What to work on: Your task is to filter the data below down to the lines holding "GmmFactorModel".

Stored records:

======

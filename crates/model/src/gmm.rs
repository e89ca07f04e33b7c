//! Iterated GMM estimator for traded or non-traded factors.

use argmin::core::observers::{Observe, ObserverMode};
use argmin::core::{CostFunction, Error, Executor, Gradient, KV, State};
use argmin::solver::linesearch::MoreThuenteLineSearch;
use argmin::solver::quasinewton::LBFGS;
use argmin_math as _;
use finitediff::FiniteDiff;
use ndarray::{Array1, Array2, ArrayView2, Axis, concatenate, s};
use sintra_math::{CovarianceConfig, intercept_slots, inv, select_square};
use sintra_primitives::{ReturnPanel, WaldTestStatistic};

use crate::ModelError;
use crate::cross_section::{CrossSectionConfig, LinearFactorModel};
use crate::moments::{gmm_jacobian, gmm_moments, gmm_objective, validate_panels};
use crate::results::FactorModelResults;

/// Reweighting stops once the objective moves less than this between steps.
const CONVERGENCE_TOL: f64 = 1e-6;

/// L-BFGS history size.
const LBFGS_MEMORY: usize = 7;

type GmmSolver =
    LBFGS<MoreThuenteLineSearch<Vec<f64>, Vec<f64>, f64>, Vec<f64>, Vec<f64>, f64>;

/// Configuration for the GMM estimator.
#[derive(Debug, Clone)]
pub struct GmmConfig {
    /// Whether portfolio returns are in excess of the risk-free rate. When
    /// false, the risk-free rate is estimated jointly with the premia.
    pub excess_returns: bool,
    /// Number of estimation steps. Two gives the standard efficient GMM
    /// estimator; larger values iterate the weighting matrix until the
    /// objective stabilizes or the step count is exhausted.
    pub steps: usize,
    /// Iteration cap for each objective minimization.
    pub max_iterations: u64,
    /// Iterations between progress log lines; zero disables them.
    pub display_every: u64,
    /// Covariance family recorded on the results. The moment covariance
    /// itself is the contemporaneous outer product.
    pub cov: CovarianceConfig,
}

impl Default for GmmConfig {
    fn default() -> Self {
        Self {
            excess_returns: true,
            steps: 2,
            max_iterations: 1000,
            display_every: 10,
            cov: CovarianceConfig::robust(),
        }
    }
}

/// Quadratic form of the mean moments under a fixed weighting matrix.
struct GmmProblem<'a> {
    portfolios: ArrayView2<'a, f64>,
    factors: ArrayView2<'a, f64>,
    excess_returns: bool,
    weight: &'a Array2<f64>,
}

impl CostFunction for GmmProblem<'_> {
    type Param = Vec<f64>;
    type Output = f64;

    fn cost(&self, params: &Self::Param) -> Result<Self::Output, Error> {
        Ok(gmm_objective(
            params,
            self.portfolios,
            self.factors,
            self.excess_returns,
            self.weight,
        ))
    }
}

impl Gradient for GmmProblem<'_> {
    type Param = Vec<f64>;
    type Gradient = Vec<f64>;

    fn gradient(&self, params: &Self::Param) -> Result<Self::Gradient, Error> {
        let objective = |x: &Vec<f64>| -> f64 {
            gmm_objective(x, self.portfolios, self.factors, self.excess_returns, self.weight)
        };
        Ok(params.central_diff(&objective))
    }
}

/// Logs the objective as the minimizer walks a step.
struct ProgressObserver {
    step: usize,
}

impl<I> Observe<I> for ProgressObserver
where
    I: State<Float = f64>,
{
    fn observe_iter(&mut self, state: &I, _kv: &KV) -> Result<(), Error> {
        tracing::debug!(
            step = self.step,
            iteration = state.get_iter(),
            objective = state.get_cost(),
            "minimizing moment objective"
        );
        Ok(())
    }
}

/// GMM estimator of risk premia, loadings and model tests.
///
/// Estimates loadings, premia and factor means jointly from the stacked
/// instrument-residual and demeaned-factor moments. The first step
/// minimizes under a weighting matrix computed at two-pass starting
/// values; each further step reweights at the previous estimate and
/// minimizes again until the objective stabilizes. The optimized
/// objective at the final weighting is the J-statistic of the model test.
#[derive(Debug, Clone)]
pub struct GmmFactorModel {
    portfolios: ReturnPanel,
    factors: ReturnPanel,
}

impl GmmFactorModel {
    /// Create an estimator over aligned portfolio and factor panels.
    ///
    /// # Errors
    /// Returns [`ModelError::DimensionMismatch`] when the panels disagree
    /// on the number of periods and [`ModelError::InsufficientData`] when
    /// there are too few periods for the time-series moments.
    pub fn new(portfolios: ReturnPanel, factors: ReturnPanel) -> Result<Self, ModelError> {
        validate_panels(&portfolios, &factors)?;
        Ok(Self { portfolios, factors })
    }

    /// Test portfolio panel.
    #[must_use]
    pub const fn portfolios(&self) -> &ReturnPanel {
        &self.portfolios
    }

    /// Factor panel.
    #[must_use]
    pub const fn factors(&self) -> &ReturnPanel {
        &self.factors
    }

    /// Estimate the model.
    ///
    /// # Errors
    /// Returns [`ModelError::InvalidConfig`] for a zero step count,
    /// [`ModelError::Math`] when a weighting or information matrix is
    /// singular, and [`ModelError::Optimization`] when a minimization
    /// fails outright.
    pub fn fit(&self, config: &GmmConfig) -> Result<FactorModelResults, ModelError> {
        if config.steps == 0 {
            return Err(ModelError::InvalidConfig("steps must be at least 1".to_string()));
        }
        let excess = config.excess_returns;
        let nrf = usize::from(!excess);
        let p = self.portfolios.view();
        let f = self.factors.view();
        let (nobs, k) = f.dim();
        let n = p.ncols();
        let nobs_f = nobs as f64;

        // Starting values from the two-pass estimator plus factor means.
        let first_pass = LinearFactorModel::new(self.portfolios.clone(), self.factors.clone())?
            .fit(&CrossSectionConfig {
                excess_returns: excess,
                cov: CovarianceConfig::robust(),
            })?;
        let mu = f.sum_axis(Axis(0)) / nobs_f;
        let mut theta: Vec<f64> = Vec::with_capacity(n * k + 2 * k + nrf);
        theta.extend(first_pass.betas.iter());
        theta.extend(first_pass.risk_premia.iter());
        theta.extend(mu.iter());

        let g = gmm_moments(&theta, p, f, excess);
        let mut weight = inv(&(g.t().dot(&g) / nobs_f), "weighting matrix")?;

        let (mut params, mut last_objective) = self.minimize(theta, &weight, config, 1)?;

        for step in 0..config.steps - 1 {
            let g = gmm_moments(&params, p, f, excess);
            weight = inv(&(g.t().dot(&g) / nobs_f), "weighting matrix")?;
            let (next, objective) = self.minimize(params.clone(), &weight, config, step + 2)?;
            params = next;
            if (objective - last_objective).abs() < CONVERGENCE_TOL {
                break;
            }
            last_objective = objective;
        }

        // Inference at the estimated parameters.
        let g = gmm_moments(&params, p, f, excess);
        let s_mat = g.t().dot(&g) / nobs_f;
        let jac = gmm_jacobian(&params, f, n, excess);
        let s_inv = inv(&s_mat, "moment covariance")?;
        let information = jac.t().dot(&s_inv).dot(&jac);
        let full_vcv = inv(&information, "information matrix")? / nobs_f;

        let nk = n * k;
        let risk_premia = Array1::from(params[nk..nk + k + nrf].to_vec());
        let risk_premia_cov =
            full_vcv.slice(s![nk..nk + k + nrf, nk..nk + k + nrf]).to_owned();

        let gbar = g.sum_axis(Axis(0)) / nobs_f;
        let slots = intercept_slots(n, k);
        let alphas: Array1<f64> = slots.iter().map(|&i| gbar[i]).collect();
        // First-order approximation: the intercept-moment slice of S, not
        // the delta-method variance the two-pass estimator reports.
        let alpha_cov = select_square(&s_mat, &slots) / nobs_f;

        // The model test is the optimized objective at the final weighting.
        let stat = gmm_objective(&params, p, f, excess, &weight);
        let jstat = WaldTestStatistic::new(stat, "All alphas are 0", n, "J-statistic");

        let betas = Array2::from_shape_fn((n, k), |(i, j)| params[i * k + j]);
        let mut resids = &p - &f.dot(&betas.t());
        let resid_mean = resids.sum_axis(Axis(0)) / nobs_f;
        resids -= &resid_mean;
        let residual_ss = resids.mapv(|e| e * e).sum();
        let p_mean = p.sum_axis(Axis(0)) / nobs_f;
        let demeaned = &p - &p_mean;
        let total_ss = demeaned.mapv(|e| e * e).sum();

        let mut param_names = Vec::with_capacity(params.len());
        for portfolio in &self.portfolios.names {
            for factor in &self.factors.names {
                param_names.push(format!("beta-{portfolio}-{factor}"));
            }
        }
        if !excess {
            param_names.push("lambda-risk_free".to_string());
        }
        for factor in &self.factors.names {
            param_names.push(format!("lambda-{factor}"));
        }
        for factor in &self.factors.names {
            param_names.push(format!("mu-{factor}"));
        }
        let rp_names = param_names[nk..nk + k + nrf].to_vec();

        let out_params =
            concatenate![Axis(1), alphas.view().insert_axis(Axis(1)), betas.view()];

        Ok(FactorModelResults {
            name: "GmmFactorModel".to_string(),
            params: out_params,
            cov: full_vcv,
            param_names,
            betas,
            risk_premia,
            risk_premia_cov,
            rp_names,
            alphas,
            alpha_cov,
            jstat,
            rsquared: 1.0 - residual_ss / total_ss,
            total_ss,
            residual_ss,
            portfolio_names: self.portfolios.names.clone(),
            factor_names: self.factors.names.clone(),
            cov_kind: config.cov.kind,
            nobs,
        })
    }

    /// Minimize the objective under a fixed weighting matrix, returning
    /// the best parameters and objective value.
    fn minimize(
        &self,
        start: Vec<f64>,
        weight: &Array2<f64>,
        config: &GmmConfig,
        step: usize,
    ) -> Result<(Vec<f64>, f64), ModelError> {
        let problem = GmmProblem {
            portfolios: self.portfolios.view(),
            factors: self.factors.view(),
            excess_returns: config.excess_returns,
            weight,
        };
        let solver: GmmSolver = LBFGS::new(MoreThuenteLineSearch::new(), LBFGS_MEMORY);
        let mut executor = Executor::new(problem, solver)
            .configure(|state| state.param(start.clone()).max_iters(config.max_iterations));
        if config.display_every > 0 {
            executor = executor
                .add_observer(ProgressObserver { step }, ObserverMode::Every(config.display_every));
        }

        let mut state = executor
            .run()
            .map_err(|e| ModelError::Optimization(e.to_string()))?
            .state()
            .clone();
        if state.get_iter() >= config.max_iterations {
            tracing::warn!(
                step,
                iterations = state.get_iter(),
                "moment objective minimization hit the iteration cap"
            );
        }

        let objective = state.get_best_cost();
        let params = state.take_best_param().unwrap_or(start);
        Ok((params, objective))
    }
}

======

Written response:
pub struct GmmFactorModel {
impl GmmFactorModel {
            name: "GmmFactorModel".to_string(),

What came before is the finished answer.